Project description:BK virus (BKV)-associated diseases in transplant recipients are an emerging issue. However, identification of the various BK virus subtypes/subgroups is a long and delicate process on the basis of currently available data. Therefore, we wanted to define a simple and effective one-step strategy for characterizing all BK virus strains from the VP1 gene sequence. Based on the analysis of 199 available complete DNA VP1 sequences, phylogenetic trees, alignments, and isolated polymorphisms were used to define an effective strategy for distinguishing the 12 different BK virus subtypes/subgroups. Based on the 12 subtypes identified from the 199 complete BKV VP1 sequences (1,089 bp), 60 mutations that can be used to differentiate these various subtypes/subgroups were identified. Some genomic areas were more variable and comprised mutational hot spots. From a subregion of only 100 bp in the VP1 region (1977 through 2076), we therefore constructed an algorithm that enabled rapid determination of all BKV subtypes/subgroups with 99% agreement (197/199) relative to the complete VP1 sequence.
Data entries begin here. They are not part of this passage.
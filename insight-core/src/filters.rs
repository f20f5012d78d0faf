//! Facet filter transitions.
//!
//! [`reduce`] is total and pure: every action produces a valid state and the
//! invariants between facets (disjoint geography, HS scoped under ISIC,
//! price range only when paid) are enforced here rather than by callers.

use insight_model::{Accuracy, FilterState, Language, PriceMode, Role, SearchMode};
use serde::{Deserialize, Serialize};

/// A user intent against the facet filters.
///
/// Serialized adjacently tagged (`{"type": "SET_COUNTRY", "payload": 3}`) so
/// host bridges can forward actions as JSON. Unrecognized types decode to
/// [`FilterAction::Unknown`], which leaves the state untouched.
#[derive(Debug, Clone, PartialEq, Eq, Serialize, Deserialize)]
#[serde(tag = "type", content = "payload", rename_all = "SCREAMING_SNAKE_CASE")]
pub enum FilterAction {
    SetLanguage(Language),
    SetCountry(Option<u32>),
    SetRegion(Option<u32>),
    SetEconomicBloc(Option<u32>),
    SetIndustry(Option<u32>),
    SetIsicCode(Option<String>),
    SetHsCode(Option<String>),
    SetPriceMode(PriceMode),
    SetPriceRange {
        start: Option<u32>,
        end: Option<u32>,
    },
    SetAccuracy(Accuracy),
    SetRole(Role),
    SetCategory(Option<String>),
    /// Drop the filters that mean nothing in the mode being entered.
    EnterMode(SearchMode),
    Reset,
    #[serde(other)]
    Unknown,
}

fn non_blank(value: Option<String>) -> Option<String> {
    value
        .map(|raw| raw.trim().to_string())
        .filter(|code| !code.is_empty())
}

pub fn reduce(state: &FilterState, action: FilterAction) -> FilterState {
    let mut next = state.clone();

    match action {
        FilterAction::SetLanguage(language) => next.language = language,

        // Selecting one geography clears the other two. Clearing one leaves
        // the others alone; they are already empty for reachable states.
        FilterAction::SetCountry(country) => {
            next.country = country;
            if country.is_some() {
                next.region = None;
                next.economic_bloc = None;
            }
        }
        FilterAction::SetRegion(region) => {
            next.region = region;
            if region.is_some() {
                next.country = None;
                next.economic_bloc = None;
            }
        }
        FilterAction::SetEconomicBloc(bloc) => {
            next.economic_bloc = bloc;
            if bloc.is_some() {
                next.country = None;
                next.region = None;
            }
        }

        FilterAction::SetIndustry(industry) => next.industry_id = industry,

        // A new ISIC code keeps the HS code; the orchestrator revalidates it
        // against the taxonomy before dispatching.
        FilterAction::SetIsicCode(code) => {
            next.isic_code = non_blank(code);
            if next.isic_code.is_none() {
                next.hs_code = None;
            }
        }
        FilterAction::SetHsCode(code) => next.hs_code = non_blank(code),

        FilterAction::SetPriceMode(mode) => {
            next.price_mode = mode;
            match mode {
                PriceMode::Free => {
                    next.price_range_start = Some(0);
                    next.price_range_end = None;
                }
                PriceMode::All => {
                    next.price_range_start = None;
                    next.price_range_end = None;
                }
                PriceMode::Paid => {}
            }
        }
        FilterAction::SetPriceRange { start, end } => {
            let (start, end) = match (start, end) {
                (Some(low), Some(high)) if low > high => (Some(high), Some(low)),
                bounds => bounds,
            };
            next.price_mode = PriceMode::Paid;
            next.price_range_start = start;
            next.price_range_end = end;
        }

        FilterAction::SetAccuracy(accuracy) => next.accuracy = accuracy,
        FilterAction::SetRole(role) => next.role = role,
        FilterAction::SetCategory(category) => next.category = non_blank(category),

        FilterAction::EnterMode(SearchMode::Insighter) => {
            next.industry_id = None;
            next.isic_code = None;
            next.hs_code = None;
            next.category = None;
            next.price_mode = PriceMode::All;
            next.price_range_start = None;
            next.price_range_end = None;
        }
        FilterAction::EnterMode(SearchMode::Knowledge) => {
            next.accuracy = Accuracy::default();
            next.role = Role::default();
        }

        FilterAction::Reset => next = FilterState::default(),
        FilterAction::Unknown => {}
    }

    next
}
We called this domain of the BK viral genome the BK typing and grouping region (BKTGR). Finally, we validated our viral subtype identification process in a population of 100 transplant recipients with 100% efficiency. The new simpler method of BKV subtyping/subgrouping reported here constitutes a useful tool for future studies that will help us to more clearly understand the impact of BKV subtypes/subgroups on diagnosis, infection, and BK virus-associated diseases.